OK, I have missed that part. Please make it explicit in the changelog.
It is quite easy to get lost in the deep call chains.
Pavel Tatashin Aug. 14, 2017, 1:32 p.m. UTC | #4
On 08/14/2017 07:43 AM, Michal Hocko wrote:
>> register_page_bootmem_info
>>   register_page_bootmem_info_node
>>    get_page_bootmem
>>     .. setting fields here ..
>>     such as: page->freelist = (void *)type;
>>
>> free_all_bootmem()
>>   free_low_memory_core_early()
>>    for_each_reserved_mem_region()
>>     reserve_bootmem_region()
>>      init_reserved_page() <- Only if this is deferred reserved page
>>       __init_single_pfn()
>>        __init_single_page()
>>            memset(0) <-- Loose the set fields here!
> OK, I have missed that part.
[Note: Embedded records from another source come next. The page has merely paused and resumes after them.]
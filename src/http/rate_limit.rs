//! Rate limiting
//!
//! Token bucket on top of the governor crate. Every request the extractor
//! issues lands on a single tenant's API instance, so the client throttles
//! itself instead of waiting to be throttled.

use governor::clock::DefaultClock;
use governor::middleware::NoOpMiddleware;
use governor::state::{InMemoryState, NotKeyed};
use governor::{Quota, RateLimiter as Governor};
use std::num::NonZeroU32;
use std::sync::Arc;

/// Configuration for rate limiting
#[derive(Debug, Clone)]
pub struct RateLimiterConfig {
    /// Maximum number of requests per second
    pub requests_per_second: u32,
    /// Burst size (max tokens in bucket)
    pub burst_size: u32,
}

impl Default for RateLimiterConfig {
    fn default() -> Self {
        Self {
            requests_per_second: 10,
            burst_size: 10,
        }
    }
}

impl RateLimiterConfig {
    /// Create a new rate limiter config
    pub fn new(requests_per_second: u32, burst_size: u32) -> Self {
        Self {
            requests_per_second,
            burst_size,
        }
    }
}

/// Token bucket rate limiter
#[derive(Clone)]
pub struct RateLimiter {
    limiter: Arc<Governor<NotKeyed, InMemoryState, DefaultClock, NoOpMiddleware>>,
}

impl RateLimiter {
    /// Create a new rate limiter with the given config
    pub fn new(config: &RateLimiterConfig) -> Self {
        let one = NonZeroU32::new(1).expect("1 is non-zero");
        let quota = Quota::per_second(NonZeroU32::new(config.requests_per_second).unwrap_or(one))
            .allow_burst(NonZeroU32::new(config.burst_size).unwrap_or(one));

        Self {
            limiter: Arc::new(Governor::direct(quota)),
        }
    }

    /// Wait until a request can be made
    pub async fn wait(&self) {
        self.limiter.until_ready().await;
    }

    /// Try to acquire a permit without waiting
    pub fn try_acquire(&self) -> bool {
        self.limiter.check().is_ok()
    }
}

impl Default for RateLimiter {
    fn default() -> Self {
        Self::new(&RateLimiterConfig::default())
    }
}

impl std::fmt::Debug for RateLimiter {
    fn fmt(&self, f: &mut std::fmt::Formatter<'_>) -> std::fmt::Result {
        f.debug_struct("RateLimiter").finish()
    }
}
Please make it explicit in the changelog.
> It is quite easy to get lost in the deep call chains.

Ok, will update comment.
diff mbox

Patch

diff --git a/arch/x86/mm/init_64.c b/arch/x86/mm/init_64.c
index 136422d7d539..1e863baec847 100644
--- a/arch/x86/mm/init_64.c
+++ b/arch/x86/mm/init_64.c
@@ -1165,12 +1165,17 @@  void __init mem_init(void)
 
 	/* clear_bss() already clear the empty_zero_page */
 
-	register_page_bootmem_info();
-
 	/* this will put all memory onto the freelists */
 	free_all_bootmem();
 	after_bootmem = 1;
 
+	/* Must be done after boot memory is put on freelist, because here we
+	 * might set fields in deferred struct pages that have not yet been
+	 * initialized, and free_all_bootmem() initializes all the reserved
+	 * deferred pages for us.
+	 */
+	register_page_bootmem_info();
+
 	/* Register memory areas for /proc/kcore */
 	kclist_add(&kcore_vsyscall, (void *)VSYSCALL_ADDR,
 			 PAGE_SIZE, KCORE_OTHER);